Once it become clear that Coraline had returned as a human, I expected her to simply disappear (or die) and then Mick would spend the rest of the series on a never-fruitful quest for her cure. Nope. He actually got the cure last night. Though it was rather predictable that, as soon as it became clear it was working, the bad guys would drop in, and he wouldn't be half as effective a fighter. Btw, the cure is not permanent. No word yet about how long it lasts.

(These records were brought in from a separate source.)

//! Host platform detection
//!
//! The bundled flashing tool and the serial reset command both differ
//! between macOS, other POSIX systems and Windows.

use std::path::{Path, PathBuf};

#[derive(Debug, Clone, Copy, PartialEq, Eq)]
pub enum Platform {
    Darwin,
    Posix,
    Windows,
}

impl Platform {
    pub fn current() -> Self {
        if cfg!(target_os = "macos") {
            Platform::Darwin
        } else if cfg!(windows) {
            Platform::Windows
        } else {
            Platform::Posix
        }
    }

    /// Subdirectory of the resources directory holding the bundled tools
    pub fn tools_dir(self, resources_dir: &Path) -> PathBuf {
        let child = match self {
            Platform::Darwin => "tools-darwin",
            Platform::Posix => "tools-linux",
            Platform::Windows => "tools-win",
        };
        resources_dir.join(child)
    }

    /// Name the flashing tool expects for `--port`
    ///
    /// POSIX device paths are reduced to their last component
    /// (`/dev/ttyACM0` -> `ttyACM0`); Windows port names are used as-is.
    pub fn short_device_name(self, device: &str) -> &str {
        match self {
            Platform::Windows => device,
            Platform::Darwin | Platform::Posix => device
                .rsplit_once('/')
                .map(|(_, name)| name)
                .unwrap_or(device),
        }
    }

    /// Shell command that sets the device's baud rate
    pub fn baud_command(self, device: &str, baud: u32) -> String {
        match self {
            Platform::Darwin => format!("stty -f {} {}", device, baud),
            Platform::Posix => format!("stty -F {} {}", device, baud),
            Platform::Windows => format!("MODE {}:BAUD={} PARITY=N DATA=8", device, baud),
        }
    }

    /// Program and flag used to run a command line through the shell
    pub fn shell(self) -> (&'static str, &'static str) {
        match self {
            Platform::Windows => ("cmd", "/C"),
            Platform::Darwin | Platform::Posix => ("sh", "-c"),
        }
    }
}

#[cfg(test)]
mod tests {
    use super::*;

    #[test]
    fn test_short_device_name() {
        assert_eq!(Platform::Posix.short_device_name("/dev/ttyACM0"), "ttyACM0");
        assert_eq!(
            Platform::Darwin.short_device_name("/dev/cu.usbmodem1411"),
            "cu.usbmodem1411"
        );
        assert_eq!(Platform::Posix.short_device_name("ttyACM0"), "ttyACM0");
        assert_eq!(Platform::Windows.short_device_name("COM7"), "COM7");
    }

    #[test]
    fn test_baud_command() {
        assert_eq!(
            Platform::Posix.baud_command("/dev/ttyACM0", 1200),
            "stty -F /dev/ttyACM0 1200"
        );
        assert_eq!(
            Platform::Darwin.baud_command("/dev/cu.usbmodem1", 1200),
            "stty -f /dev/cu.usbmodem1 1200"
        );
        assert_eq!(
            Platform::Windows.baud_command("COM3", 1200),
            "MODE COM3:BAUD=1200 PARITY=N DATA=8"
        );
    }

    #[test]
    fn test_tools_dir() {
        let res = Path::new("/res");
        assert_eq!(Platform::Posix.tools_dir(res), PathBuf::from("/res/tools-linux"));
        assert_eq!(Platform::Windows.tools_dir(res), PathBuf::from("/res/tools-win"));
    }
}
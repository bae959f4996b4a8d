//! Path utility functions

use std::ffi::OsString;
use std::path::{Component, Path, PathBuf};

/// Archive extensions recognised for library bundles, longest first
const ARCHIVE_EXTS: &[&str] = &[".tar.gz", ".tgz", ".zip"];

/// Strip the archive extension from a library file name
///
/// `seeed_lib.zip` unpacks into `seeed_lib`; names without a known
/// extension are returned unchanged.
pub fn strip_archive_ext(filename: &str) -> &str {
    for ext in ARCHIVE_EXTS {
        if let Some(stripped) = filename.strip_suffix(ext) {
            return stripped;
        }
    }
    filename
}

/// True for a bare file name that stays inside the directory it is joined to
///
/// Names from remote catalogs must be a single normal component, must not
/// carry a separator of either platform, and must keep a non-empty stem
/// once the archive extension is stripped (`.zip` alone would name the
/// parent directory).
pub fn is_plain_file_name(name: &str) -> bool {
    if name.contains(['/', '\\']) || strip_archive_ext(name).is_empty() {
        return false;
    }
    let mut components = Path::new(name).components();
    matches!(
        (components.next(), components.next()),
        (Some(Component::Normal(_)), None)
    )
}

/// `<path>.<suffix>` next to `path` (e.g. `info.json` -> `info.json.bak`)
pub fn sibling_with_suffix(path: &Path, suffix: &str) -> PathBuf {
    let mut name: OsString = path.file_name().map(OsString::from).unwrap_or_default();
    name.push(".");
    name.push(suffix);
    path.with_file_name(name)
}
impl<F: Fetch, B: BoardOps> UpdateCoordinator<F, B> {
    pub fn new(
        settings: Settings,
        catalog: SharedCatalog,
        downloader: Downloader<F>,
        board: B,
        ui: UiHandle,
        detections: watch::Receiver<Option<Detection>>,
    ) -> Self {
        let (state, _) = watch::channel(CoordinatorState::Idle);
        Self {
            settings,
            catalog,
            downloader,
            board,
            ui,
            detections,
            state,
            offline: AtomicBool::new(false),
            need_confirm: true,
            firmware: None,
            runtime: BoardRuntimeState::default(),
        }
    }

    pub fn states(&self) -> watch::Receiver<CoordinatorState> {
        self.state.subscribe()
    }

    pub fn is_offline(&self) -> bool {
        self.offline.load(Ordering::SeqCst)
    }

    pub fn runtime(&self) -> &BoardRuntimeState {
        &self.runtime
    }

    fn set_state(&self, state: CoordinatorState) {
        log_debug!(MODULE, "State: {:?}", state);
        self.state.send_replace(state);
        self.ui.send(UiEvent::State(state));
    }

    fn waiting_state(&self) -> CoordinatorState {
        if self.is_offline() {
            CoordinatorState::OfflineDegraded
        } else {
            CoordinatorState::AwaitingDetection
        }
    }

    /// Run until cancelled or until the detector goes away
    pub async fn run(mut self, cancel: CancellationToken) {
        log_info!(MODULE, "Update coordinator started");
        self.ui.set_controls(false);

        self.refresh_catalog(&cancel).await;
        if !cancel.is_cancelled() {
            self.refresh_libraries(&cancel).await;
        }

        while !cancel.is_cancelled() {
            self.set_state(self.waiting_state());

            let detection = tokio::select! {
                _ = cancel.cancelled() => break,
                detection = next_detection(&mut self.detections) => detection,
            };
            let Some(detection) = detection else {
                log_info!(MODULE, "Detector gone, stopping");
                break;
            };

            self.handle_detection(&detection, &cancel).await;
        }

        self.set_state(CoordinatorState::Idle);
        log_info!(MODULE, "Update coordinator stopped");
    }

    /// Download until it works, the user opts for offline mode, or cancel
    ///
    /// Declining the offline prompt retries the whole download.
    pub async fn confirm_download(
        &self,
        destination: &Path,
        source: &str,
        options: &DownloadOptions,
        cancel: &CancellationToken,
    ) -> bool {
        loop {
            if self.is_offline() {
                log_debug!(MODULE, "Offline, not fetching {}", source);
                return false;
            }

            if self
                .downloader
                .fetch_with(destination, source, options, cancel)
                .await
            {
                return true;
            }
            if cancel.is_cancelled() {
                return false;
            }

            match self.ui.confirm(OFFLINE_PROMPT, cancel).await {
                Some(true) => {
                    log_warn!(MODULE, "Offline mode enabled for this session");
                    self.offline.store(true, Ordering::SeqCst);
                    self.set_state(CoordinatorState::OfflineDegraded);
                    return false;
                }
                Some(false) => log_info!(MODULE, "Retrying {}", source),
                None => return false,
            }
        }
    }

    pub async fn refresh_catalog(&self, cancel: &CancellationToken) {
        self.set_state(CoordinatorState::RefreshingCatalog);
        let url = self.settings.catalog_url();
        let options = self.downloader.options().clone();
        // The download replaces the whole file, installed libraries included
        let installed = self.catalog.local_libraries();

        if !self
            .confirm_download(self.catalog.path(), &url, &options, cancel)
            .await
        {
            log_info!(MODULE, "Using the cached catalog");
            return;
        }

        if let Err(e) = self.catalog.restore_libraries(&installed) {
            log_error!(MODULE, "Downloaded catalog is unusable: {}", e);
            self.ui.status_short(format!("catalog update failure: {}", e));
        }
    }

    /// Fetch and unpack every library bundle that is new, newer or missing
    ///
    /// A failed download stops the refresh; a failed extraction only skips
    /// that bundle. Bundles that made it are recorded in the catalog.
    pub async fn refresh_libraries(&self, cancel: &CancellationToken) {
        self.set_state(CoordinatorState::RefreshingLibraries);
        let manifest_path = self.settings.library_manifest_path();
        let options = self.downloader.options().clone();

        if !self
            .confirm_download(
                &manifest_path,
                &self.settings.library_manifest_url(),
                &options,
                cancel,
            )
            .await
        {
            log_info!(MODULE, "Library check skipped");
            return;
        }

        let manifest = match library::load_manifest(&manifest_path) {
            Ok(manifest) => manifest,
            Err(e) => {
                log_error!(MODULE, "Unusable library manifest: {}", e);
                return;
            }
        };

        let planned = library::plan_updates(
            &manifest,
            self.catalog.snapshot().installed_libraries(),
            &self.settings.resources_dir,
        );
        if planned.is_empty() {
            log_info!(MODULE, "Libraries are up to date");
            return;
        }

        let mut installed: Vec<LibraryEntry> = Vec::new();
        let mut complete = true;

        for update in planned {
            let entry = update.entry.clone();
            let archive = library::archive_path(&self.settings.resources_dir, &entry);
            self.ui.status_always(update.status());

            if !self.downloader.fetch(&archive, &entry.path, cancel).await {
                self.ui.status_short(HINT_LIBRARY_NETWORK);
                complete = false;
                break;
            }

            self.ui.status_always(format!("extracting {}...", entry.name));
            let target = library::workspace_target(&self.settings.workspace_dir, &entry);
            let extracted =
                tokio::task::spawn_blocking(move || extract_archive(&archive, &target)).await;

            match extracted {
                Ok(Ok(())) => installed.push(entry),
                Ok(Err(e)) => {
                    log_warn!(MODULE, "{}: {}", entry.name, e);
                    self.ui.status_short(format!("{} extract failure", entry.name));
                    complete = false;
                }
                Err(e) => {
                    log_error!(MODULE, "Extraction task for {} failed: {}", entry.name, e);
                    complete = false;
                }
            }
        }

        if installed.is_empty() {
            return;
        }
        if let Err(e) = self.catalog.record_libraries(&installed) {
            log_error!(MODULE, "Failed to record installed libraries: {}", e);
            return;
        }
        if complete {
            self.ui.status_short("library update successfully!");
        }
    }

    async fn handle_detection(&mut self, detection: &Detection, cancel: &CancellationToken) {
        log_info!(
            MODULE,
            "Handling {} on {}",
            detection.board_type,
            detection.port
        );
        self.runtime = BoardRuntimeState {
            board_id: Some(detection.board_id),
            board_name: Some(detection.port.clone()),
            in_bootloader: detection.in_bootloader,
            detected: true,
            has_firmware: false,
        };

        let config_name = config::urls::board_config_file(&detection.board_type);
        let cached = self
            .firmware
            .as_ref()
            .is_some_and(|firmware| firmware.board_config_file_name == config_name);

        if !cached {
            self.set_state(CoordinatorState::CheckingFirmware);
            self.firmware = self.check_firmware(&detection.board_type, cancel).await;
        }

        match self.firmware.take() {
            Some(firmware) => {
                self.update(detection, &firmware, cancel).await;
                self.firmware = Some(firmware);
            }
            None => {
                log_warn!(
                    MODULE,
                    "No firmware available for {}, skipping update",
                    detection.board_type
                );
                if !detection.in_bootloader {
                    self.ui.set_controls(true);
                }
            }
        }

        self.runtime.detected = false;
    }

    /// Make sure the board's config and firmware image are cached locally
    async fn check_firmware(
        &self,
        board_type: &str,
        cancel: &CancellationToken,
    ) -> Option<FirmwareDescriptor> {
        let mut descriptor = FirmwareDescriptor::for_board_type(board_type, &self.settings);
        self.ui
            .status_always(format!("check {}...", descriptor.board_config_file_name));

        let options = self
            .downloader
            .options()
            .clone()
            .with_request_timeout(config::download::CONFIG_REQUEST_TIMEOUT);

        if !self
            .confirm_download(
                &descriptor.local_config_path,
                &descriptor.remote_config_url,
                &options,
                cancel,
            )
            .await
        {
            // An earlier session may have left everything needed
            descriptor.reload();
            if descriptor.version().is_some() && descriptor.exists_firmware() {
                log_info!(MODULE, "Using cached {}", descriptor.board_config_file_name);
                self.ui.status_short("");
                return Some(descriptor);
            }
            self.ui.status_short(format!(
                "{} is not available offline",
                descriptor.board_config_file_name
            ));
            return None;
        }

        descriptor.reload();
        let (Some(name), Some(url), Some(local)) = (
            descriptor.firmware_name().map(str::to_string),
            descriptor.remote_firmware_url().map(str::to_string),
            descriptor.local_firmware(),
        ) else {
            self.ui.status_short(format!(
                "{} is unusable",
                descriptor.board_config_file_name
            ));
            return None;
        };

        if descriptor.exists_firmware() {
            self.ui.status_short("");
            return Some(descriptor);
        }

        self.ui.status_always(format!("download {}...", name));
        if self
            .downloader
            .fetch_with(&local, &url, &options, cancel)
            .await
        {
            self.ui.status_short(format!("{} download successfully", name));
            Some(descriptor)
        } else {
            self.ui.status_short(format!("{} download failure", name));
            None
        }
    }

    /// Decide whether the board gets flashed
    async fn update(
        &mut self,
        detection: &Detection,
        firmware: &FirmwareDescriptor,
        cancel: &CancellationToken,
    ) {
        if detection.in_bootloader {
            self.download_to_board(detection, firmware, false, cancel)
                .await;
            return;
        }

        let buffer = self.board.probe(&detection.port).await;
        let Some(board_version) = buffer.as_deref().and_then(extract_board_version) else {
            log_info!(MODULE, "No recognizable firmware on {}", detection.port);
            self.download_to_board(detection, firmware, false, cancel)
                .await;
            return;
        };

        log_info!(MODULE, "Board reports firmware {}", board_version);
        self.runtime.has_firmware = true;
        self.ui.set_controls(true);

        match firmware.version() {
            Some(latest) if needs_update(latest, board_version) => {
                self.download_to_board(detection, firmware, true, cancel)
                    .await;
            }
            Some(_) => log_info!(MODULE, "Board has the latest firmware"),
            None => log_warn!(MODULE, "Catalog firmware version unknown, not updating"),
        }
    }

    async fn download_to_board(
        &mut self,
        detection: &Detection,
        firmware: &FirmwareDescriptor,
        has_seeed_firmware: bool,
        cancel: &CancellationToken,
    ) {
        if self.need_confirm {
            let prompt = if has_seeed_firmware {
                PROMPT_NEW_FIRMWARE
            } else if detection.in_bootloader {
                PROMPT_BOOTLOADER
            } else {
                PROMPT_NO_FIRMWARE
            };
            if self.ui.confirm(prompt, cancel).await != Some(true) {
                log_info!(MODULE, "Update declined");
                return;
            }
        } else if !detection.in_bootloader {
            // The bootloader reset did not take; ask again next time
            self.need_confirm = true;
            self.ui.set_controls(true);
            return;
        } else {
            self.need_confirm = true;
        }

        self.ui.set_controls(false);

        if !detection.in_bootloader {
            log_info!(MODULE, "Sending {} to its bootloader", detection.port);
            match self.board.enter_bootloader(&detection.port).await {
                Ok(()) => self.need_confirm = false,
                Err(e) => {
                    log_error!(MODULE, "Bootloader reset failed: {}", e);
                    self.ui.status_short(HINT_FLASHING_FAIL);
                    self.ui.set_controls(true);
                }
            }
            return;
        }

        let Some(image) = firmware.local_firmware() else {
            self.ui.status_always(HINT_FLASHING_FAIL);
            self.ui.set_controls(true);
            return;
        };

        self.set_state(CoordinatorState::Flashing);
        self.ui.status_always(HINT_FLASHING);
        let template = self
            .catalog
            .snapshot()
            .flash_template(detection.board_id)
            .to_string();

        match self.board.flash(&template, &detection.port, &image).await {
            Ok(()) => {
                if let Some(version) = firmware.version() {
                    self.ui.message_box(format!(
                        "your board update to version {} successfully!",
                        format_version(version)
                    ));
                }
                self.ui.status_short(HINT_FLASHING_SUCCESS);
                self.runtime.has_firmware = true;
            }
            Err(e) => {
                log_error!(MODULE, "Flashing {} failed: {}", detection.port, e);
                self.ui.status_always(HINT_FLASHING_FAIL);
            }
        }
        self.ui.set_controls(true);
    }
}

What impresses me is that this changes the formula for the show for at least one episode, possibly several, in a way that I can only recall ever seeing Jos Whedon do. He used to tease his actors that "this is the episode where your character dies!" They didn't find it amusing, since they knew it was all too possible that he might actually do it. But he would make major changes with very little warning. Sometimes for plot reasons, sometimes for OOC reasons. In S4, the storyline with Oz and Verruca was supposed to be more drawn out, but Seth Green got a movie offer (I think it was for one of the Austin Powers movies) and wound up having to drop out early, so Jos moved the storyline up.
But most of the time, once a tv show has its formula down, it deviates from it very, very little. Moonlight has definitely borrowed some elements from Forever Knight, at minimum, but it's using them in a very distinct way.
Oh, I did decide that part of the reason I found the revenge scene so funny was the makeup they're using for Mick's vamped-out look. It's a bit too...clownish. Like, ghoulish clown, but still "clown." That wasn't the only factor, but I'm sure it contributed.